Librairie Gibert Joseph (Poitiers)

Avec Fantômes, Christian Kiefer plonge dans l’histoire complexe de l’Amérique et confirme le talent, l’intelligence et la sensibilité que les lecteurs avaient découverts dans Les Animaux (Albin Michel, 2017).

Ils sont nombreux les fantômes à hanter le nouveau roman de Christian Kiefer : fantômes des copains morts au combat dans la boue des Vosges ou dans les marais du Vietnam, fantômes de ceux – pas toujours combattants mais intrinsèquement menaçants – à qui on a soi-même ôté la vie, avions « Phantoms » de l’armée américaine arrosant la jungle de bombes ou de napalms, fantômes des familles nippo-américaines disparues des communautés où elles avaient construit leurs vies, fantômes des amours perdues, fantômes des rêves oubliés, fantômes de ceux qu’on aurait pu devenir s’il n’y avait pas eu la guerre… Alors que John Frazier tente de se reconstruire après son retour du Vietnam en séjournant chez sa grand-mère, il découvre que la si tranquille petite ville de Californie, autrefois prospère grâce à la culture fruitière, a été le théâtre d’une déportation aussi massive qu’oubliée : celle des familles nippo-américaines vers des camps d’internement après le bombardement de Pearl Harbor. C’est ce qui est arrivé à la famille Takahashi qui, jusque là, était parfaitement intégrée à la communauté, notamment grâce à l’amitié la liant à la famille Wilson à travers les pères mais surtout à travers les enfants, Ray d’un côté, Jimmy et Helen de l’autre. Mais, après la guerre, Ray est revenu puis a disparu. John trouve dans cette histoire un objectif à ses journées atones, un écho à sa propre expérience et la matière de ce qui pourrait devenir un roman pour cet aspirant écrivain.
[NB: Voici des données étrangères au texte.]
//! Instruction templates.
//!
//! Each [`SummaryType`] has exactly one system instruction. The user turn is
//! the request content, prefixed with the word limit when one is set.

use minutes_core::models::{SummaryRequest, SummaryType};

/// System instruction for question answering over the condensed context.
pub const QUESTION_SYSTEM_PROMPT: &str = "You are an assistant listening to a live meeting. \
Answer the user's question using only the meeting context provided. \
If the context does not contain the answer, say so briefly. \
Keep answers short and specific.";

const MICRO_PROMPT: &str = "Summarize the following transcript excerpt in 2-3 sentences. \
Keep names, numbers, decisions, and commitments. Do not add information that is not in the excerpt.";

const SECTION_PROMPT: &str = "Combine the following consecutive summaries into one sentence \
that captures what this part of the meeting covered.";

const FINAL_PROMPT: &str = "Write meeting minutes from the context below. \
Use these headings: Overview, Key Points, Decisions, Action Items. \
Be concise and only include what the context supports.";

const DECISION_PROMPT: &str = "List every decision made in the context below. \
Respond with only a JSON array of objects with the fields \"description\" and \"topic\" \
(topic may be null). Respond with [] if there are none.";

const ACTION_ITEM_PROMPT: &str = "List every action item in the context below. \
Respond with only a JSON array of objects with the fields \"task\", \"assignee\", and \"deadline\" \
(assignee and deadline may be null). Respond with [] if there are none.";

/// The system instruction for a summary type.
pub fn system_prompt(summary_type: SummaryType) -> &'static str {
    match summary_type {
        SummaryType::Micro => MICRO_PROMPT,
        SummaryType::Section => SECTION_PROMPT,
        SummaryType::Final => FINAL_PROMPT,
        SummaryType::Decision => DECISION_PROMPT,
        SummaryType::ActionItem => ACTION_ITEM_PROMPT,
    }
}

/// The user turn for a summary request.
pub fn user_prompt(request: &SummaryRequest) -> String {
    match request.max_words {
        Some(limit) => format!("Use at most {limit} words.\n\n{}", request.content),
        None => request.content.clone(),
    }
}

/// The user turn for a question.
pub fn question_prompt(question: &str, context: &str) -> String {
    format!("Meeting context:\n{context}\n\nQuestion: {question}")
}

/// Rough output token budget for a request.
pub fn max_tokens(request: &SummaryRequest) -> u32 {
    match (request.summary_type, request.max_words) {
        (_, Some(words)) => (words as u32).saturating_mul(2).max(64),
        (SummaryType::Final, None) => 1_024,
        (_, None) => 512,
    }
}
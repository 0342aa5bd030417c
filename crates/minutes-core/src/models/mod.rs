mod action_item;
mod decision;
mod degradation_event;
mod meeting_stats;
mod micro_summary;
mod minutes_record;
mod provider_kind;
mod provider_response;
mod session_status;
mod summary_request;
mod transcript_chunk;

pub use action_item::ActionItem;
pub use decision::Decision;
pub use degradation_event::DegradationEvent;
pub use meeting_stats::MeetingStats;
pub use micro_summary::MicroSummary;
pub use minutes_record::{MinutesRecord, SummarySource};
pub use provider_kind::ProviderKind;
pub use provider_response::{ProviderResponse, ResponseFailure};
pub use session_status::SessionStatus;
pub use summary_request::{SummaryRequest, SummaryType};
pub use transcript_chunk::TranscriptChunk;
Fantômes est un roman initiatique, une enquête mémorielle et surtout une réflexion sensible sur le traitement honteux des Américains d’origine japonaise au moment de la Seconde Guerre mondiale mais aussi sur la détresse des milliers de jeunes hommes brisés par la guerre, quelles que soient les générations et le théâtre des opérations.